• **AIM OF THE TASK**: From the records below, pull each line that has "clone".
(Beginning of EXCERPTED DATA)
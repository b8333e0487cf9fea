//! End-to-end tests for the tally binary
//!
//! Each test runs against its own temporary data directory via the
//! `TALLY_CLI_DATA_DIR` override, so tests never touch real user data and
//! can run in parallel.

use assert_cmd::Command;
use predicates::prelude::*;
use tempfile::TempDir;

fn tally(data_dir: &TempDir) -> Command {
    let mut cmd = Command::cargo_bin("tally").unwrap();
    cmd.env("TALLY_CLI_DATA_DIR", data_dir.path());
    cmd
}

#[test]
fn list_starts_empty() {
    let dir = TempDir::new().unwrap();

    tally(&dir)
        .arg("list")
        .assert()
        .success()
        .stdout(predicate::str::contains("No expenses yet for this month."));
}

#[test]
fn add_then_total() {
    let dir = TempDir::new().unwrap();

    tally(&dir)
        .args(["add", "Coffee", "4.50"])
        .assert()
        .success()
        .stdout(predicate::str::contains("Added expense:"))
        .stdout(predicate::str::contains("Coffee"))
        .stdout(predicate::str::contains("Total: $4.50"));

    tally(&dir)
        .args(["add", "Lunch", "12"])
        .assert()
        .success()
        .stdout(predicate::str::contains("Total: $16.50"));

    tally(&dir)
        .arg("total")
        .assert()
        .success()
        .stdout(predicate::str::contains("$16.50"));
}

#[test]
fn add_rejects_invalid_input() {
    let dir = TempDir::new().unwrap();

    tally(&dir)
        .args(["add", "Coffee", "abc"])
        .assert()
        .failure();

    tally(&dir)
        .args(["add", "Coffee", "-4.50"])
        .assert()
        .failure();

    tally(&dir)
        .args(["add", "Coffee", "4.50", "--date", "2024-02-30"])
        .assert()
        .failure();

    // Rejected with an error message, never a crash
    tally(&dir)
        .args(["add", "Coffee", "1.５0"])
        .assert()
        .failure()
        .stderr(predicate::str::contains("Validation error"));

    tally(&dir)
        .args(["add", "Coffee", "99999999999999999"])
        .assert()
        .failure()
        .stderr(predicate::str::contains("Validation error"));

    // None of the rejected inputs were recorded
    tally(&dir)
        .arg("list")
        .assert()
        .success()
        .stdout(predicate::str::contains("No expenses yet for this month."));
}

#[test]
fn delete_by_short_id() {
    let dir = TempDir::new().unwrap();

    let output = tally(&dir)
        .args(["add", "Coffee", "4.50"])
        .assert()
        .success()
        .get_output()
        .stdout
        .clone();

    let stdout = String::from_utf8(output).unwrap();
    let id = stdout
        .lines()
        .find_map(|line| line.trim().strip_prefix("ID: "))
        .expect("add output should include the expense ID")
        .to_string();

    tally(&dir)
        .args(["delete", &id])
        .assert()
        .success()
        .stdout(predicate::str::contains("Deleted expense"));

    tally(&dir)
        .arg("list")
        .assert()
        .success()
        .stdout(predicate::str::contains("No expenses yet for this month."));
}

#[test]
fn delete_unknown_id_is_not_an_error() {
    let dir = TempDir::new().unwrap();

    tally(&dir)
        .args(["delete", "exp-deadbeef"])
        .assert()
        .success()
        .stdout(predicate::str::contains("No expense found with ID:"));

    tally(&dir)
        .args(["delete", "not-an-id-at-all"])
        .assert()
        .success()
        .stdout(predicate::str::contains("No expense found with ID:"));
}

#[test]
fn backdated_add_lands_in_history() {
    let dir = TempDir::new().unwrap();

    tally(&dir)
        .args(["add", "Old book", "15", "--date", "2020-01-15"])
        .assert()
        .success()
        .stdout(predicate::str::contains("already reflected in history"));

    tally(&dir)
        .arg("history")
        .assert()
        .success()
        .stdout(predicate::str::contains("January 2020"))
        .stdout(predicate::str::contains("$15.00"));

    // The backdated expense does not count toward the active month
    tally(&dir)
        .arg("list")
        .assert()
        .success()
        .stdout(predicate::str::contains("No expenses yet for this month."));
}

#[test]
fn history_starts_empty() {
    let dir = TempDir::new().unwrap();

    tally(&dir)
        .arg("history")
        .assert()
        .success()
        .stdout(predicate::str::contains("No history yet."));
}

#[test]
fn clear_history_discards_archived_months() {
    let dir = TempDir::new().unwrap();

    tally(&dir)
        .args(["add", "Old book", "15", "--date", "2020-01-15"])
        .assert()
        .success();

    tally(&dir)
        .args(["add", "Coffee", "4.50"])
        .assert()
        .success();

    tally(&dir)
        .args(["clear-history", "--yes"])
        .assert()
        .success()
        .stdout(predicate::str::contains(
            "Monthly spending history has been cleared",
        ));

    tally(&dir)
        .arg("history")
        .assert()
        .success()
        .stdout(predicate::str::contains("No history yet."));

    // Active-month expenses survive
    tally(&dir)
        .arg("total")
        .assert()
        .success()
        .stdout(predicate::str::contains("$4.50"));
}

#[test]
fn state_survives_restart() {
    let dir = TempDir::new().unwrap();

    tally(&dir)
        .args(["add", "Coffee", "4.50"])
        .assert()
        .success();

    // Each invocation is a fresh process; totals come from disk
    tally(&dir)
        .arg("total")
        .assert()
        .success()
        .stdout(predicate::str::contains("$4.50"));

    tally(&dir)
        .arg("list")
        .assert()
        .success()
        .stdout(predicate::str::contains("Coffee"));
}

#[test]
fn settings_change_rendered_output() {
    let dir = TempDir::new().unwrap();
    std::fs::write(
        dir.path().join("config.json"),
        r#"{"schema_version":1,"currency_symbol":"€","date_format":"%d/%m/%Y"}"#,
    )
    .unwrap();

    tally(&dir)
        .args(["add", "Coffee", "4.50"])
        .assert()
        .success()
        .stdout(predicate::str::contains("€4.50"))
        .stdout(predicate::str::contains("Total: €4.50"));

    tally(&dir)
        .arg("total")
        .assert()
        .success()
        .stdout(predicate::str::contains("€4.50"));
}

#[test]
fn config_shows_paths() {
    let dir = TempDir::new().unwrap();

    tally(&dir)
        .arg("config")
        .assert()
        .success()
        .stdout(predicate::str::contains("Data directory"))
        .stdout(predicate::str::contains("Currency symbol: $"));
}
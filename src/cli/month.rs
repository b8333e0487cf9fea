//! Month and history CLI commands
//!
//! Implements the history/reset/clear-history commands. The destructive
//! commands require an explicit confirmation (the `--yes` flag or an
//! interactive prompt); the core services never prompt.

use std::io::{self, BufRead, Write};

use chrono::Local;

use crate::config::Settings;
use crate::display::format_history;
use crate::error::TallyResult;
use crate::services::{HistoryService, RolloverService};
use crate::storage::Storage;

/// Show the archived month history
pub fn handle_history(storage: &Storage, settings: &Settings) -> TallyResult<()> {
    let service = HistoryService::new(storage);
    let history = service.list()?;

    print!("{}", format_history(&history, settings));
    Ok(())
}

/// Manually archive the active month and start a fresh one
pub fn handle_reset(storage: &Storage, yes: bool) -> TallyResult<()> {
    if !yes
        && !confirm(
            "Manually reset the month? This archives the current month's expenses. [y/N] ",
        )?
    {
        println!("Reset cancelled.");
        return Ok(());
    }

    let service = RolloverService::new(storage);
    let notice = service.manual_reset(Local::now().date_naive())?;

    match notice {
        Some(notice) => println!("{}", notice),
        None => println!("Month reset; nothing to archive."),
    }
    Ok(())
}

/// Discard all archived history (irreversible)
pub fn handle_clear_history(storage: &Storage, yes: bool) -> TallyResult<()> {
    if !yes
        && !confirm(
            "Clear ALL monthly spending history? This action cannot be undone. [y/N] ",
        )?
    {
        println!("Clear cancelled.");
        return Ok(());
    }

    let service = HistoryService::new(storage);
    let discarded = service.clear()?;

    println!(
        "Monthly spending history has been cleared ({} archived expense{} discarded).",
        discarded,
        if discarded == 1 { "" } else { "s" }
    );
    Ok(())
}

/// Ask the user a yes/no question on stdin
fn confirm(prompt: &str) -> TallyResult<bool> {
    print!("{}", prompt);
    io::stdout().flush().ok();

    let mut answer = String::new();
    io::stdin().lock().read_line(&mut answer)?;
    Ok(matches!(answer.trim().to_lowercase().as_str(), "y" | "yes"))
}
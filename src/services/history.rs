//! History aggregation service
//!
//! Derives per-month totals for every month other than the active one. The
//! aggregation is always a full recomputation from the raw expense list,
//! never an incremental patch, so history can never drift out of sync with
//! the ledger: rebuilding twice with no ledger change yields identical output.

use std::collections::HashMap;

use crate::error::{TallyError, TallyResult};
use crate::models::{Expense, Money, MonthKey, MonthSummary};
use crate::storage::Storage;

/// Service for the archived month history
pub struct HistoryService<'a> {
    storage: &'a Storage,
}

/// Partition expenses by month key into running sums, excluding the active
/// month, and emit one summary per non-empty partition
///
/// Pure function of its inputs. Ordered by month descending (most recent
/// archived month first). Months with no expenses never appear.
pub fn aggregate(expenses: &[Expense], active_month: MonthKey) -> Vec<MonthSummary> {
    let mut totals: HashMap<MonthKey, Money> = HashMap::new();

    for expense in expenses {
        let month = expense.month_key();
        if month != active_month {
            *totals.entry(month).or_insert_with(Money::zero) += expense.amount;
        }
    }

    let mut history: Vec<MonthSummary> = totals
        .into_iter()
        .map(|(month, total)| MonthSummary::new(month, total))
        .collect();
    history.sort_by(|a, b| b.month.cmp(&a.month));
    history
}

impl<'a> HistoryService<'a> {
    /// Create a new history service
    pub fn new(storage: &'a Storage) -> Self {
        Self { storage }
    }

    /// Recompute history from the ledger and persist it
    ///
    /// Returns the rebuilt list. Idempotent for a fixed ledger and active
    /// month.
    pub fn rebuild(&self, active_month: MonthKey) -> TallyResult<Vec<MonthSummary>> {
        let expenses = self.storage.expenses.get_all()?;
        let history = aggregate(&expenses, active_month);

        self.storage.state.set_history(history.clone())?;
        self.storage.state.save()?;
        Ok(history)
    }

    /// The current archived history, most recent month first
    pub fn list(&self) -> TallyResult<Vec<MonthSummary>> {
        self.storage.state.history()
    }

    /// Discard all archived data
    ///
    /// Removes every expense whose month is not the active month, clears the
    /// history list, persists, and rebuilds (yielding empty history).
    /// Irreversible; callers are responsible for confirming with the user
    /// first. Returns the number of discarded expense records.
    pub fn clear(&self) -> TallyResult<usize> {
        let active = self
            .storage
            .state
            .active_month()?
            .ok_or_else(|| TallyError::Config("active month not initialized".into()))?;

        let discarded = self.storage.expenses.retain_month(active)?;
        self.storage.expenses.save()?;

        self.storage.state.set_history(Vec::new())?;
        self.storage.state.save()?;

        self.rebuild(active)?;
        Ok(discarded)
    }
}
(End of EXCERPTED DATA)
• **SOLUTION BELOW**:
        .clone();
        self.storage.state.set_history(history.clone())?;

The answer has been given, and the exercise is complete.